Do começo ao fim de sua participação, Jô se recusou a assumir a posição de coadjuvante e não conseguiu frear o impulso de se impor sobre os participantes, o que deixou muitos convidados indignados. Alardeou que também era escritor, fez um comentário um tanto ressentido sobre o crítico Wilson Martins (1921-2010), que o teria chamado de "amador" (e a Chico Buarque também), destacou o fato de ter conhecido José Saramago anos antes da viúva, Pilar Del Rio (ela então sugeriu que ele deveria ter casado com o Nobel português), e arrematou a noite de constrangimentos no que foi encarado como um desrespeito aos vencedores: anunciou mal e mal os nomes do terceiro e segundo lugares muitos não chegaram a ouvir o que ele dizia , e mandou e desmandou nos executivos e em Pilar, que foram ao palco para entregar os troféus.

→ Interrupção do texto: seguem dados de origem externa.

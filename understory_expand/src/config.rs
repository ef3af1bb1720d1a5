// Copyright 2025 the Understory Authors
// SPDX-License-Identifier: Apache-2.0 OR MIT

//! Tunable parameters for hover expansion.
//!
//! [`ExpandConfig::default`] reproduces the built-in behavior: a one second delay, suppressed
//! while a quick drop hint is showing.
//!
//! ## Loading
//!
//! With the `config` feature, a configuration can be loaded from TOML:
//!
//! ```toml
//! delay_ms = 600
//! suppress_alerts = "DELETE_DROP_HINT | COPY_ONE_DROP_HINT"
//! ```
//!
//! ```rust,ignore
//! let config = ExpandConfig::from_toml_file("expand.toml")?;
//! ```
//!
//! Loaded configurations are validated before they are returned.

use core::time::Duration;

use crate::types::AlertKind;

/// Default hover expansion delay in milliseconds.
pub const DEFAULT_DELAY_MS: u64 = 1000;

/// Hover expansion configuration.
#[derive(Clone, Copy, Debug, PartialEq, Eq)]
#[cfg_attr(feature = "config", derive(serde::Serialize, serde::Deserialize))]
#[cfg_attr(feature = "config", serde(default, deny_unknown_fields))]
pub struct ExpandConfig {
    /// Quiet period before a scheduled expansion fires, in milliseconds.
    pub delay_ms: u64,
    /// Alerts that cancel a due expansion when showing at fire time.
    pub suppress_alerts: AlertKind,
}

impl Default for ExpandConfig {
    fn default() -> Self {
        Self {
            delay_ms: DEFAULT_DELAY_MS,
            suppress_alerts: AlertKind::QUICK_DROP,
        }
    }
}

/// Errors produced while loading or validating an [`ExpandConfig`].
#[derive(Debug, thiserror::Error)]
#[non_exhaustive]
pub enum ConfigError {
    /// A zero delay would expand on the next poll, defeating the debounce.
    #[error("hover expand delay must be greater than zero")]
    ZeroDelay,
    /// TOML parse error.
    #[cfg(feature = "config")]
    #[error("TOML parse error: {0}")]
    Toml(#[from] toml::de::Error),
    /// I/O error reading a file.
    #[cfg(feature = "config")]
    #[error("I/O error: {0}")]
    Io(#[from] std::io::Error),
}

impl ExpandConfig {
    /// The delay as a [`Duration`].
    pub fn delay(&self) -> Duration {
        Duration::from_millis(self.delay_ms)
    }

    /// Check that all parameters are usable.
    pub fn validate(&self) -> Result<(), ConfigError> {
        if self.delay_ms == 0 {
            return Err(ConfigError::ZeroDelay);
        }
        Ok(())
    }

    /// Load and validate from a TOML string. Missing fields take their defaults.
    #[cfg(feature = "config")]
    pub fn from_toml_str(s: &str) -> Result<Self, ConfigError> {
        let config: Self = toml::from_str(s)?;
        config.validate()?;
        Ok(config)
    }

    /// Load and validate from a TOML file.
    #[cfg(feature = "config")]
    pub fn from_toml_file(path: impl AsRef<std::path::Path>) -> Result<Self, ConfigError> {
        let content = std::fs::read_to_string(path.as_ref())?;
        let config = Self::from_toml_str(&content)?;
        tracing::debug!(path = %path.as_ref().display(), delay_ms = config.delay_ms, "loaded hover expand config");
        Ok(config)
    }
}

#[cfg(test)]
mod tests {
    use super::*;

    #[test]
    fn defaults_match_builtin_behavior() {
        let c = ExpandConfig::default();
        assert_eq!(c.delay(), crate::debounce::EXPAND_HOVER_DELAY);
        assert_eq!(c.suppress_alerts, AlertKind::QUICK_DROP);
        assert!(c.validate().is_ok());
    }

    #[test]
    fn zero_delay_is_rejected() {
        let c = ExpandConfig {
            delay_ms: 0,
            ..ExpandConfig::default()
        };
        assert!(matches!(c.validate(), Err(ConfigError::ZeroDelay)));
    }

    #[cfg(feature = "config")]
    #[test]
    fn toml_overrides_fields() {
        let c = ExpandConfig::from_toml_str(
            "delay_ms = 400\nsuppress_alerts = \"DELETE_DROP_HINT | CLIPBOARD\"\n",
        )
        .unwrap();
        assert_eq!(c.delay_ms, 400);
        assert_eq!(
            c.suppress_alerts,
            AlertKind::DELETE_DROP_HINT | AlertKind::CLIPBOARD
        );
    }

    #[cfg(feature = "config")]
    #[test]
    fn toml_missing_fields_take_defaults() {
        let c = ExpandConfig::from_toml_str("delay_ms = 250\n").unwrap();
        assert_eq!(c.delay_ms, 250);
        assert_eq!(c.suppress_alerts, AlertKind::QUICK_DROP);
        assert_eq!(
            ExpandConfig::from_toml_str("").unwrap(),
            ExpandConfig::default()
        );
    }

    #[cfg(feature = "config")]
    #[test]
    fn toml_zero_delay_and_garbage_are_errors() {
        assert!(matches!(
            ExpandConfig::from_toml_str("delay_ms = 0\n"),
            Err(ConfigError::ZeroDelay)
        ));
        assert!(matches!(
            ExpandConfig::from_toml_str("delay = 10\n"),
            Err(ConfigError::Toml(_))
        ));
    }

    #[cfg(feature = "config")]
    #[test]
    fn missing_file_is_io_error() {
        let err = ExpandConfig::from_toml_file("/nonexistent/understory/expand.toml").unwrap_err();
        assert!(matches!(err, ConfigError::Io(_)));
    }
}
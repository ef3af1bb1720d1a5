// Copyright 2025 the Understory Authors
// SPDX-License-Identifier: Apache-2.0 OR MIT

// After you edit the crate's doc comment, run this command, then check README.md for any missing links
// cargo rdme --workspace-project=understory_expand --heading-base-level=0

//! Understory Expand: a deterministic, `no_std` hover-to-expand engine for outliner drag and drop.
//!
//! ## Overview
//!
//! While a node is dragged over a drop target, an ancestor context should expand after a short
//! quiet period to reveal its hidden children, and collapse again when the drag ends.
//! This crate decides *when* that happens. It does not track the pointer, render anything, or
//! store the document; the host feeds it a [`HoverSnapshot`](crate::types::HoverSnapshot) and
//! receives [`ExpandHoverTop`](crate::types::ExpandHoverTop) signals back through its
//! [`ExpandStore`](crate::types::ExpandStore).
//!
//! ## Pieces
//!
//! - [`path`](crate::path): parent, ancestry, and equality over root→target paths.
//! - [`policy`](crate::policy): the pure decision. Returns the rooted target or a labeled
//!   [`Rejection`](crate::policy::Rejection).
//! - [`debounce`](crate::debounce): owns the single pending expansion; re-reads the live state
//!   when it fires and drops the expansion while a quick drop hint is showing.
//! - [`driver`](crate::driver): [`HoverExpand`](crate::driver::HoverExpand) ties both together,
//!   collapsing first when the drag has ended.
//! - [`trigger`](crate::trigger): skips driver runs on state changes the policy does not read.
//! - [`config`](crate::config): delay and suppression set, optionally loaded from TOML.
//!
//! ## Document queries
//!
//! Rooting and the count of collapsed levels above the cursor come from the host's document
//! through [`DocumentView`](crate::types::DocumentView).
//! [`RootedView`](crate::types::RootedView) is a minimal implementation over a displayed root.
//!
//! ## Time
//!
//! There is no clock inside the crate. Hosts pass `now` as a
//! [`Duration`](core::time::Duration) since an epoch of their choosing and call
//! [`HoverExpand::tick`](crate::driver::HoverExpand::tick) from their event loop.
//!
//! ## Example
//!
//! ```
//! use core::time::Duration;
//! use understory_expand::driver::{HoverExpand, Step};
//! use understory_expand::types::{DropZone, ExpandHoverTop, HoverSnapshot, RootedView, SnapshotStore};
//!
//! // One collapsed level hides the cursor's grandparent.
//! let mut doc = RootedView::new();
//! doc.set_hidden_above_cursor(1);
//! let mut expand = HoverExpand::new(doc);
//!
//! let mut store = SnapshotStore::new(HoverSnapshot {
//!     cursor: Some(vec!["a", "b", "c"]),
//!     hovering_path: Some(vec!["a", "b"]),
//!     hover_zone: Some(DropZone::Node),
//!     drag_in_progress: true,
//!     ..HoverSnapshot::default()
//! });
//!
//! let now = Duration::ZERO;
//! assert!(matches!(expand.update(&mut store, now), Some(Step::Scheduled(_))));
//!
//! let later = now + Duration::from_secs(1);
//! expand.tick(&mut store, later);
//! assert_eq!(store.dispatched, vec![ExpandHoverTop::expand(vec!["a"])]);
//!
//! // Dropping ends the drag; the expansion collapses.
//! store.state.drag_in_progress = false;
//! assert_eq!(expand.update(&mut store, later), Some(Step::Collapsed));
//! assert_eq!(store.state.expand_hover_top_path, None);
//! ```
//!
//! ## Logging
//!
//! Decisions and timer activity are reported through [`tracing`] at `debug` and `trace` level.
//!
//! This crate is `no_std` and uses `alloc`.

#![no_std]

extern crate alloc;
#[cfg(feature = "std")]
extern crate std;

pub mod adapters;
pub mod config;
pub mod debounce;
pub mod driver;
pub mod path;
pub mod policy;
pub mod trigger;
pub mod types;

"Eu não me considero um amador, mas as pessoas me consideram", afirmou Chico Buarque, que recebeu o prêmio das mãos de Pilar. O carioca disse entender a dificuldade que o público tem de dissociar o escritor da pessoa pública, ou o autor de Leite Derramado do compositor de "A Banda". "Mas já faz 20 anos desde o primeiro livro", disse, em referência a Estorvo. Depois deste, vieram os romances Benjamim e Budapeste. Dos quatro, três levaram prêmios nacionais diversos.
"Sempre que escrevo um livro, não quero ouvir música. Eu me dedico totalmente à escrita. Quando termino, volto para a música sentindo saudades dela", disse Chico. "Paro de escrever e fico com a mão destreinada. Quando começo um livro, demoro a pegar a coisa de novo."
Tirando Jô Soares, a noite teve bons momentos como o da homenagem a José Saramago (1922-2010), quando exibiram um fragmento do documentário José e Pilar, em cartaz nos cinemas. Caim, o último romance do autor, estava entre os dez finalistas do prêmio, mas foi retirado da competição por Pilar e o editor Luiz Schwarcz, da Companhia das Letras, respeitando a postura de Saramago de não participar de qualquer outra disputa literária depois de ter conquistado o Nobel.
O jornalista viajou a convite da Portugal Telecom.